The man reached for a power drill. The *zip-zip-zip* of screws being driven into the crate lid drowned out her voice. They were sealing it. They were locking the truth away in a box of pine and shadows.
"Who do they work for?" Linda demanded, turning her desperate gaze to the orderly. "Tell me! Is it the government? Is it a museum?"
The orderly didn't even look at the black van. He was staring at his watch. "Three minutes behind schedule. Get in the damn van, Linda. Don't make me use the restraints."
"They're stealing it," she whispered, the fight suddenly draining out of her. The hopelessness was a physical weight, a cold sludge filling her lungs. "They know what it is. And they're taking it."
She looked back one last time as the orderly shoved her into the cramped, windowless rear of the transport vehicle. The men in the suits were lifting the crate into their van. They worked in total silence, no grunts of effort, no chatter. They were erasing her life, piece by piece, and the world was letting them do it.
The heavy doors of the transport van slammed shut.
The interior was dim, lit only by a tiny, reinforced skylight that showed a square of miserable gray. There were no handles on the inside of the doors. The walls were padded with a hard, synthetic material that smelled of stale sweat and old cigarettes.
Linda sat on the narrow bench, her knees tucked to her chest. She heard the engine of the black van roar to life and pull away. Then, her own driver shifted into gear.
She was a ghost now. She had no shop, no sister, no mirror, and no voice. The rational world had won. It had looked at the weeping sores of a dying multiverse and decided they were just the delusions of a lonely woman.
As the van hit a pothole, Linda stared at the floor. In the polished metal of the door bolt, she saw a distorted reflection of her own eye. It looked back at her, wide and terrified, already beginning to feel like a stranger’s face.
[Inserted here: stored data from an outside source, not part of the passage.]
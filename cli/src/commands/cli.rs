use std::path::PathBuf;

use clap::{Args as ClapArgs, Parser, Subcommand};

#[derive(Parser, Debug)]
#[command(name = "taskpipe", about = "Queue tasks and run them through configured pipelines")]
pub struct Args {
    #[command(subcommand)]
    pub command: Commands,
}

#[derive(Subcommand, Debug)]
pub enum Commands {
    /// Queue a single task.
    Add(AddArgs),
    /// Import tasks from a marker-delimited text file.
    AddFile(AddFileArgs),
    /// Process the queue to completion.
    Run,
    /// Show queue statistics.
    Status,
    /// Remove completed tasks from the queue (their history rows remain).
    Clear(ClearArgs),
    /// Return failed tasks to pending with their retry counters cleared.
    ResetFailed,
}

#[derive(ClapArgs, Debug, Clone)]
pub struct AddArgs {
    /// Task type: search, process, create, code, chain or custom.
    pub task_type: String,

    /// Free-form task content.
    pub content: String,

    /// Metadata entries as key=value, repeatable.
    #[arg(long = "meta", value_name = "KEY=VALUE")]
    pub meta: Vec<String>,
}

#[derive(ClapArgs, Debug, Clone)]
pub struct AddFileArgs {
    /// Path to a task file. Each task starts with a `{type}` marker;
    /// an unknown marker falls back to the custom type. Content may
    /// carry a `key=value,key=value::` metadata prefix.
    pub path: PathBuf,
}

#[derive(ClapArgs, Debug, Clone)]
pub struct ClearArgs {
    /// Also drop tasks that never started.
    #[arg(long)]
    pub all: bool,
}
use std::str::FromStr;
use std::sync::Arc;
use std::time::Duration;

use clap::Parser;
use indexmap::IndexMap;
use indicatif::{ProgressBar, ProgressStyle};
use tracing_subscriber::layer::SubscriberExt;
use tracing_subscriber::util::SubscriberInitExt;
use tracing_subscriber::EnvFilter;

use tracing::info;

use taskpipe_core::generate::{Generator, OllamaClient};
use taskpipe_core::task::{TaskStatus, TaskType};
use taskpipe_core::worker::TaskProcessor;

mod commands;
mod error;

use commands::{cli, import};
use error::CliError;

static LOG_GUARD: std::sync::OnceLock<tracing_appender::non_blocking::WorkerGuard> =
    std::sync::OnceLock::new();

#[tokio::main]
async fn main() {
    let exit = match real_main().await {
        Ok(code) => code,
        Err(e) => {
            eprintln!("{e}");
            exit_code_for_error(&e)
        }
    };

    std::process::exit(exit);
}

async fn real_main() -> Result<i32, CliError> {
    let args = cli::Args::parse();
    let cfg =
        taskpipe_core::config::load_default().map_err(|e| CliError::Config(e.to_string()))?;
    init_tracing(&cfg.logging).map_err(CliError::Command)?;

    let registry = taskpipe_plugins::default_registry(&cfg)?;
    let generator: Arc<dyn Generator> = Arc::new(OllamaClient::new(&cfg));
    let processor = Arc::new(TaskProcessor::new(&cfg, registry, generator)?);

    dispatch(args.command, processor).await
}

fn exit_code_for_error(e: &CliError) -> i32 {
    // 0: success
    // 11: config error
    // 20: usage / IO error
    // 50: internal/uncategorized
    match e {
        CliError::Config(_) => 11,
        CliError::Command(_) => 20,
        CliError::Io(_) => 20,
        CliError::Store(_) => 50,
        CliError::Anyhow(_) => 50,
    }
}

async fn dispatch(cmd: cli::Commands, processor: Arc<TaskProcessor>) -> Result<i32, CliError> {
    match cmd {
        cli::Commands::Add(add) => {
            let task_type = TaskType::from_str(&add.task_type).map_err(CliError::Command)?;
            let metadata = parse_meta_pairs(&add.meta)?;
            let id = processor.add_task(task_type, add.content, metadata)?;
            println!("queued {id}");
            Ok(0)
        }
        cli::Commands::AddFile(file) => {
            let text = std::fs::read_to_string(&file.path)?;
            let tasks = import::parse_task_file(&text);
            if tasks.is_empty() {
                println!("no tasks found in {}", file.path.display());
                return Ok(0);
            }
            let count = tasks.len();
            for task in tasks {
                processor.enqueue(task)?;
            }
            println!("queued {count} tasks from {}", file.path.display());
            Ok(0)
        }
        cli::Commands::Run => run_queue(processor).await,
        cli::Commands::Status => {
            print_status(&processor);
            Ok(0)
        }
        cli::Commands::Clear(clear) => {
            let completed = processor.clear_completed()?;
            println!("cleared {completed} completed tasks");
            if clear.all {
                let pending = processor.clear_pending()?;
                println!("cleared {pending} pending tasks");
            }
            Ok(0)
        }
        cli::Commands::ResetFailed => {
            let reset = processor.reset_failed()?;
            println!("reset {reset} failed tasks to pending");
            Ok(0)
        }
    }
}

/// Drive the queue to completion, drawing one progress line. Ctrl-C
/// requests a cooperative stop; in-memory state stays consistent and
/// the interrupted task is reset to pending on the next startup.
async fn run_queue(processor: Arc<TaskProcessor>) -> Result<i32, CliError> {
    let start_stats = processor.get_stats();
    if start_stats.pending == 0 {
        println!("queue is empty, nothing to run");
        return Ok(0);
    }

    let bar = ProgressBar::new(start_stats.pending as u64);
    bar.set_style(
        ProgressStyle::with_template("{spinner} [{bar:30}] {pos}/{len} {msg}")
            .map_err(|e| CliError::Command(e.to_string()))?
            .progress_chars("=> "),
    );

    let stopper = Arc::clone(&processor);
    tokio::spawn(async move {
        if tokio::signal::ctrl_c().await.is_ok() {
            stopper.stop();
        }
    });

    let done_at_start = start_stats.completed + start_stats.failed;
    info!(pending = start_stats.pending, "processing queue");
    processor.start();
    loop {
        tokio::time::sleep(Duration::from_millis(200)).await;
        let stats = processor.get_stats();
        bar.set_position((stats.completed + stats.failed - done_at_start) as u64);
        if let Some(current) = processor
            .list_tasks()
            .iter()
            .find(|t| t.status == TaskStatus::Processing)
        {
            bar.set_message(current.id.clone());
        }
        if !processor.is_running() {
            break;
        }
    }
    bar.finish_with_message("done");

    let stats = processor.get_stats();
    println!(
        "completed: {}  failed: {}  pending: {}",
        stats.completed, stats.failed, stats.pending
    );
    Ok(0)
}

fn print_status(processor: &Arc<TaskProcessor>) {
    let stats = processor.get_stats();
    println!("total:      {}", stats.total);
    println!("pending:    {}", stats.pending);
    println!("processing: {}", stats.processing);
    println!("completed:  {}", stats.completed);
    println!("failed:     {}", stats.failed);

    let tasks = processor.list_tasks();
    if tasks.is_empty() {
        return;
    }
    let mut by_type: IndexMap<TaskType, usize> = IndexMap::new();
    for task in &tasks {
        *by_type.entry(task.task_type).or_insert(0) += 1;
    }
    println!("by type:");
    for (task_type, count) in &by_type {
        println!("  {task_type}: {count}");
    }
}

fn parse_meta_pairs(pairs: &[String]) -> Result<IndexMap<String, serde_json::Value>, CliError> {
    let mut metadata = IndexMap::new();
    for pair in pairs {
        let Some((key, value)) = pair.split_once('=') else {
            return Err(CliError::Command(format!(
                "invalid --meta entry '{pair}', expected key=value"
            )));
        };
        metadata.insert(
            key.trim().to_string(),
            serde_json::Value::String(value.trim().to_string()),
        );
    }
    Ok(metadata)
}

fn init_tracing(logging: &taskpipe_core::config::LoggingConfig) -> Result<(), String> {
    if !logging.enabled {
        return Ok(());
    }

    let filter = match std::env::var("RUST_LOG") {
        Ok(v) if !v.trim().is_empty() => EnvFilter::from_default_env(),
        _ => EnvFilter::try_new(logging.level.clone()).map_err(|e| e.to_string())?,
    };

    let mut maybe_writer = None;

    if logging.file {
        let dir = match logging
            .directory
            .as_deref()
            .map(str::trim)
            .filter(|s| !s.is_empty())
        {
            Some(d) => std::path::PathBuf::from(d),
            None => std::env::temp_dir().join("taskpipe"),
        };

        std::fs::create_dir_all(&dir).map_err(|e| format!("create log dir failed: {e}"))?;
        let file_name = format!("taskpipe.{}.log", std::process::id());
        let appender = tracing_appender::rolling::never(dir, file_name);
        let (non_blocking, guard) = tracing_appender::non_blocking(appender);
        let _ = LOG_GUARD.set(guard);
        maybe_writer = Some(non_blocking);
    }

    if !logging.console && maybe_writer.is_none() {
        return Err("logging disabled for both console and file".to_string());
    }

    let console_layer = logging.console.then(|| {
        tracing_subscriber::fmt::layer()
            .with_writer(std::io::stderr)
            .with_ansi(atty::is(atty::Stream::Stderr))
    });

    let file_layer = maybe_writer.map(|w| {
        tracing_subscriber::fmt::layer()
            .with_writer(w)
            .with_ansi(false)
    });

    tracing_subscriber::registry()
        .with(filter)
        .with(console_layer)
        .with(file_layer)
        .init();

    Ok(())
}
//! Web search via Serper or Tavily.
//!
//! The API key comes from the environment. No key, a transport error,
//! or a non-success status all degrade to an error-shaped result value
//! (the original behavior): search quality problems should not burn a
//! task's retry budget.

use std::time::Duration;

use async_trait::async_trait;
use serde_json::{json, Value};
use tracing::warn;

use taskpipe_core::plugin::{StepContext, TaskPlugin};
use taskpipe_core::task::Task;

const REQUEST_TIMEOUT: Duration = Duration::from_secs(30);

#[derive(Debug, Clone, Copy, PartialEq, Eq)]
pub enum SearchProvider {
    Serper,
    Tavily,
}

pub struct WebSearchPlugin {
    client: reqwest::Client,
    provider: SearchProvider,
    api_key: Option<String>,
    serper_url: String,
    tavily_url: String,
}

impl WebSearchPlugin {
    pub fn new(provider: SearchProvider) -> Self {
        let api_key = match provider {
            SearchProvider::Serper => std::env::var("SERPER_API_KEY").ok(),
            SearchProvider::Tavily => std::env::var("TAVILY_API_KEY").ok(),
        };
        Self::with_key(provider, api_key)
    }

    pub fn with_key(provider: SearchProvider, api_key: Option<String>) -> Self {
        Self {
            client: reqwest::Client::builder()
                .timeout(REQUEST_TIMEOUT)
                .build()
                .unwrap_or_default(),
            provider,
            api_key,
            serper_url: "https://google.serper.dev/search".to_string(),
            tavily_url: "https://api.tavily.com/search".to_string(),
        }
    }

    #[cfg(test)]
    fn with_endpoints(mut self, serper_url: String, tavily_url: String) -> Self {
        self.serper_url = serper_url;
        self.tavily_url = tavily_url;
        self
    }

    async fn search_serper(&self, key: &str, query: &str) -> Value {
        let result = self
            .client
            .post(&self.serper_url)
            .header("X-API-KEY", key)
            .json(&json!({ "q": query }))
            .send()
            .await;
        Self::decode(result, "serper").await
    }

    async fn search_tavily(&self, key: &str, query: &str) -> Value {
        let result = self
            .client
            .post(&self.tavily_url)
            .json(&json!({
                "api_key": key,
                "query": query,
                "search_depth": "advanced",
            }))
            .send()
            .await;
        Self::decode(result, "tavily").await
    }

    async fn decode(result: Result<reqwest::Response, reqwest::Error>, provider: &str) -> Value {
        match result {
            Ok(response) if response.status().is_success() => {
                response.json().await.unwrap_or_else(|e| {
                    warn!(provider, "failed to decode search response: {e}");
                    json!({})
                })
            }
            Ok(response) => {
                warn!(provider, status = response.status().as_u16(), "search request failed");
                json!({})
            }
            Err(e) => {
                warn!(provider, "search error: {e}");
                json!({})
            }
        }
    }
}

#[async_trait]
impl TaskPlugin for WebSearchPlugin {
    fn name(&self) -> &str {
        "web_search"
    }

    async fn execute(&self, task: &Task, _ctx: &StepContext) -> anyhow::Result<Value> {
        let query = task
            .metadata
            .get("search_query")
            .and_then(|v| v.as_str())
            .unwrap_or(&task.content);

        let Some(key) = self.api_key.as_deref() else {
            warn!("no search API key found, returning mock results");
            return Ok(json!({ "results": format!("Mock search results for: {query}") }));
        };

        let value = match self.provider {
            SearchProvider::Serper => self.search_serper(key, query).await,
            SearchProvider::Tavily => self.search_tavily(key, query).await,
        };
        Ok(value)
    }
}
She wasn't going to a hospital to get better. She was going to a fortress to be forgotten. And the mirror—the only proof that she wasn't actually mad—was heading into the hands of people who didn't use names.
The van turned a sharp corner, and Linda slid against the padded wall. She didn't try to right herself. She just stayed there, slumped in the dark, listening to the rain begin to pelt the roof like a thousand tiny hammers.